Hay mucho debate sobre el correcto almacenamiento de los tomates. Hay dos opciones principales disponibles para los consumidores: almacenamiento en el refrigerador a temperatura ambiente.

Él verano Es la mejor época del año para disfrutar de la Tomates, hay mucha de esta fruta cargada de vitaminas y sabor, y también hay variedad. Seguro que muchos de vosotros también apreciáis diferentes tipos de tomate según el plato que vayáis a hacer, una ensalada mixta, una ensalada caprese, un trocito de tomate, cebolla y bacalao (por poner algunos ejemplos), un gazpacho, una salsa o una salsa. .

Por diversas razones, en algún momento del verano podemos descubrir que tenemos muchos tomates y que no los vamos a poder consumir, por ejemplo, porque tenemos una huerta con mucha producción, porque tenemos acceso a una buena provisión de tomates cultivados localmente o simplemente porque estamos de vacaciones y tenemos un kilo o dos de tomates que no queremos desperdiciar.

En estos casos, lo más habitual es hacer conservas de tomate, bien haciendo una salsa.

Un equipo de investigación de la Universidad de Göttingen ha investigado ahora si existen diferencias en el sabor de los tomates maduros dependiendo de cómo se almacenen y teniendo en cuenta la cadena de cosecha desde la granja hasta la mesa. No se encontraron diferencias apreciables: la variedad de tomate es mucho más importante. Los resultados fueron publicados en la revista Fronteras en la ciencia de las plantas .

Los investigadores intentaron establecer diferencias de sabor entre tomates maduros y postcosecha almacenados en cadena en el refrigerador (7 grados centígrados) o a temperatura ambiente (20 grados centígrados). Investigadores de la División de Calidad de Productos Vegetales de la Universidad de Göttingen analizaron atributos relacionados con el sabor en nuevas variedades de tomate utilizando la experiencia de un “panel sensorial”. El panel sensorial estuvo compuesto por evaluadores experimentados y capacitados que utilizan sus sentidos para percibir y evaluar las propiedades sensoriales de los productos. Entre otros atributos, este panel examinó la dulzura, acidez y jugosidad percibida de los tomates. No se encontraron diferencias significativas en el sabor entre las dos opciones de almacenamiento cuando se consideró toda la cadena poscosecha.

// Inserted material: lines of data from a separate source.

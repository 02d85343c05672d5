//! Host-injected wallet provider boundary.
//!
//! The browser (or app shell) owns the actual provider object; the core
//! only sees this trait. On pages with several injected wallets the root
//! reference exposes a sub-provider list and [`locate_wallet`] picks the
//! entry flagged as the target wallet.

use std::sync::Arc;

use thiserror::Error;

/// Result type for provider calls.
pub type ProviderResult<T> = Result<T, ProviderError>;

/// Errors returned by the host's wallet provider.
#[derive(Debug, Error, uniffi::Error)]
pub enum ProviderError {
    /// A prior permission prompt is still open (the provider's `-32002`
    /// error code).
    #[error("request_pending")]
    RequestPending,
    /// The user dismissed the prompt.
    #[error("user_rejected")]
    UserRejected,
    /// Any other provider failure.
    #[error("request_failed: {0}")]
    RequestFailed(String),
    /// Unexpected `UniFFI` callback error.
    #[error("unexpected uniffi callback error: {0}")]
    UnexpectedUniFFICallbackError(String),
}

impl From<uniffi::UnexpectedUniFFICallbackError> for ProviderError {
    fn from(error: uniffi::UnexpectedUniFFICallbackError) -> Self {
        Self::UnexpectedUniFFICallbackError(error.reason)
    }
}

/// A wallet provider injected by the host environment.
///
/// Mirrors the capability surface of an EIP-1193 provider as used by the
/// connection flow: account prompt, silent account listing and message
/// signing. The calls are opaque to the core; no JSON-RPC plumbing leaks
/// through this boundary.
#[uniffi::export(with_foreign)]
#[async_trait::async_trait]
pub trait WalletProvider: Send + Sync {
    /// Whether this provider identifies itself as the target wallet.
    fn is_target_wallet(&self) -> bool;

    /// Sub-providers exposed on multi-wallet pages, if any.
    fn sub_providers(&self) -> Option<Vec<Arc<dyn WalletProvider>>>;

    /// Prompts the user for account access (`eth_requestAccounts`).
    ///
    /// # Errors
    ///
    /// Returns [`ProviderError::RequestPending`] while an earlier prompt
    /// is still open, or another variant if the prompt fails.
    async fn request_accounts(&self) -> ProviderResult<Vec<String>>;

    /// Lists already-authorized accounts without prompting.
    ///
    /// # Errors
    ///
    /// Returns an error if the provider call fails.
    async fn list_accounts(&self) -> ProviderResult<Vec<String>>;

    /// Asks the wallet to sign `message` with `account`.
    ///
    /// # Errors
    ///
    /// Returns an error if the user declines or the signing call fails.
    async fn sign_message(
        &self,
        account: String,
        message: String,
    ) -> ProviderResult<String>;
}

/// Selects the target wallet from a host-supplied provider reference.
///
/// Prefers the flagged entry of the sub-provider list when one exists and
/// otherwise falls back to the sole reference. A root with an unflagged
/// list is still returned; the availability probe is what surfaces that
/// case as unusable.
#[uniffi::export]
#[must_use]
pub fn locate_wallet(root: Arc<dyn WalletProvider>) -> Arc<dyn WalletProvider> {
    if let Some(subs) = root.sub_providers() {
        if let Some(wallet) = subs.into_iter().find(|p| p.is_target_wallet()) {
            return wallet;
        }
    }
    root
}
//! Page-scoped transient store used for the mobile deep-link round trip.
//!
//! The store survives a single cross-app navigation (`sessionStorage` on
//! a web host) and holds nothing beyond two keys: the stashed signature
//! payload and the pending-resume flag.

use thiserror::Error;

/// Key under which the signature payload is stashed before navigating to
/// the wallet app. Write-only: nothing reads it back on this page.
pub const AUTH_MESSAGE_KEY: &str = "authMessage";

/// Key for the deep-link round-trip flag. Set before navigating away,
/// cleared on return; signals "resume authentication on visibility
/// restore".
pub const PENDING_FLAG_KEY: &str = "metamaskPending";

/// Value stored under [`PENDING_FLAG_KEY`] while a round trip is pending.
pub const PENDING_FLAG_VALUE: &str = "true";

/// Result type for session store operations.
pub type StoreResult<T> = Result<T, StoreError>;

/// Errors raised by the host's session store.
#[derive(Debug, Error, uniffi::Error)]
pub enum StoreError {
    /// The store rejected or failed the operation.
    #[error("store access error: {0}")]
    Access(String),
    /// Unexpected `UniFFI` callback error.
    #[error("unexpected uniffi callback error: {0}")]
    UnexpectedUniFFICallbackError(String),
}

impl From<uniffi::UnexpectedUniFFICallbackError> for StoreError {
    fn from(error: uniffi::UnexpectedUniFFICallbackError) -> Self {
        Self::UnexpectedUniFFICallbackError(error.reason)
    }
}

/// Session-local key/value store implemented by the host page.
///
/// Values live for the page's lifetime plus a single cross-app
/// navigation; the core never treats a store failure as fatal.
#[uniffi::export(with_foreign)]
pub trait SessionStore: Send + Sync {
    /// Reads the value stored under `key`, if present.
    ///
    /// # Errors
    ///
    /// Returns an error if the read fails.
    fn get(&self, key: String) -> StoreResult<Option<String>>;

    /// Stores `value` under `key`, replacing any previous value.
    ///
    /// # Errors
    ///
    /// Returns an error if the write fails.
    fn set(&self, key: String, value: String) -> StoreResult<()>;

    /// Removes the value stored under `key`, if any.
    ///
    /// # Errors
    ///
    /// Returns an error if the removal fails.
    fn remove(&self, key: String) -> StoreResult<()>;
}
//! Bridges the `log` crate to a host-provided sink.

use std::sync::{Arc, OnceLock};

/// Trait representing a logger that can log messages at various levels.
///
/// Implemented on the host side; the session's internal logging is
/// forwarded through it. Exported via `UniFFI` for use in foreign
/// languages.
#[uniffi::export(with_foreign)]
pub trait Logger: Sync + Send {
    /// Logs a message at the specified log level.
    fn log(&self, level: LogLevel, message: String);
}

/// Enumeration of possible log levels.
#[derive(Debug, Clone, uniffi::Enum)]
pub enum LogLevel {
    /// Designates very low priority, often extremely detailed messages.
    Trace,
    /// Designates lower priority debugging information.
    Debug,
    /// Designates informational messages that highlight the progress of the application.
    Info,
    /// Designates potentially harmful situations.
    Warn,
    /// Designates error events that might still allow the application to continue running.
    Error,
}

/// Forwards `log` crate records to the host-provided [`Logger`].
struct ForeignLogger;

impl log::Log for ForeignLogger {
    fn enabled(&self, _metadata: &log::Metadata) -> bool {
        true
    }

    fn log(&self, record: &log::Record) {
        let is_record_from_connectkit = record
            .module_path()
            .is_some_and(|module_path| module_path.starts_with("connectkit"));

        let is_debug_or_trace_level =
            record.level() == log::Level::Debug || record.level() == log::Level::Trace;

        // Skip Debug/Trace records originating outside this crate family.
        if is_debug_or_trace_level && !is_record_from_connectkit {
            return;
        }

        if let Some(logger) = LOGGER_INSTANCE.get() {
            let level = log_level(record.level());
            let message = format!("{}", record.args());
            logger.log(level, message);
        } else {
            eprintln!("Logger not set: {}", record.args());
        }
    }

    fn flush(&self) {}
}

const fn log_level(level: log::Level) -> LogLevel {
    match level {
        log::Level::Error => LogLevel::Error,
        log::Level::Warn => LogLevel::Warn,
        log::Level::Info => LogLevel::Info,
        log::Level::Debug => LogLevel::Debug,
        log::Level::Trace => LogLevel::Trace,
    }
}

static LOGGER_INSTANCE: OnceLock<Arc<dyn Logger>> = OnceLock::new();

/// Sets the global logger.
///
/// Call once before creating a session; a second call prints a notice
/// and does nothing.
#[uniffi::export]
pub fn set_logger(logger: Arc<dyn Logger>) {
    match LOGGER_INSTANCE.set(logger) {
        Ok(()) => (),
        Err(_) => println!("Logger already set"),
    }

    if let Err(e) = init_logger() {
        eprintln!("Failed to set logger: {e}");
    }
}

fn init_logger() -> Result<(), log::SetLoggerError> {
    static LOGGER: ForeignLogger = ForeignLogger;
    log::set_logger(&LOGGER)?;
    log::set_max_level(log::LevelFilter::Trace);
    Ok(())
}
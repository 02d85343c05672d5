//! Umbrella crate for shipping the wallet connect/authenticate session to
//! app shells. Re-exports everything from `connectkit-core` and links its
//! FFI scaffolding into one distributable library.

pub use connectkit_core::*;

“Es la variedad de tomate en particular la que tiene una gran influencia en el sabor. Por lo tanto, el desarrollo de nuevas variedades con un sabor atractivo podría ser un paso hacia la mejora de la calidad del sabor de los tomates”, dice Larissa Kanski, autora principal del estudio. “Cuanto más corto sea el período de almacenamiento, mejor para el sabor y los atributos relacionados. Sin embargo, pudimos demostrar que, teniendo en cuenta toda la cadena poscosecha, el almacenamiento a corto plazo de los tomates maduros en el frigorífico no afectaba al sabor”, informa la profesora jefa de la división, Elke Pawelzik.

¿Cómo congelar tomates correctamente?

Para congelar tomates enteros, primero debes lavarlos muy bien y secarlos con un paño. Luego basta con colocarlos sobre una bandeja extendida en el congelador y, una vez congelados, se deben colocar en una bolsa de congelación, extrayendo la mayor cantidad de aire posible. También se pueden envasar al vacío.

Es posible quitarles parte del tallo antes de congelarlos, pero no es estrictamente necesario, sin embargo, es conveniente retirar fácilmente la piel cuando se vayan a descongelar. Cuando los tomates están congelados, como ocurre con muchos otros alimentos, se pelan con mucha facilidad, al descongelarse la piel se separa de la pulpa prácticamente sola.

Ahora el tomates congelados No son aptos para su posterior consumo en una ensalada o cualquier otra preparación culinaria similar, ya que pierden su textura y algo de sabor. Una vez descongelados, los tomates son ideales para cocinar, para hacer todo tipo de guisos, sopas, salsas y mucho más. Si tienes muchos tomates y quieres conservarlos para disfrutarlos el resto del año sin tener que estar media tarde en la cocina, prueba a congelarlos, de esta forma podrás conservarlos unos seis meses.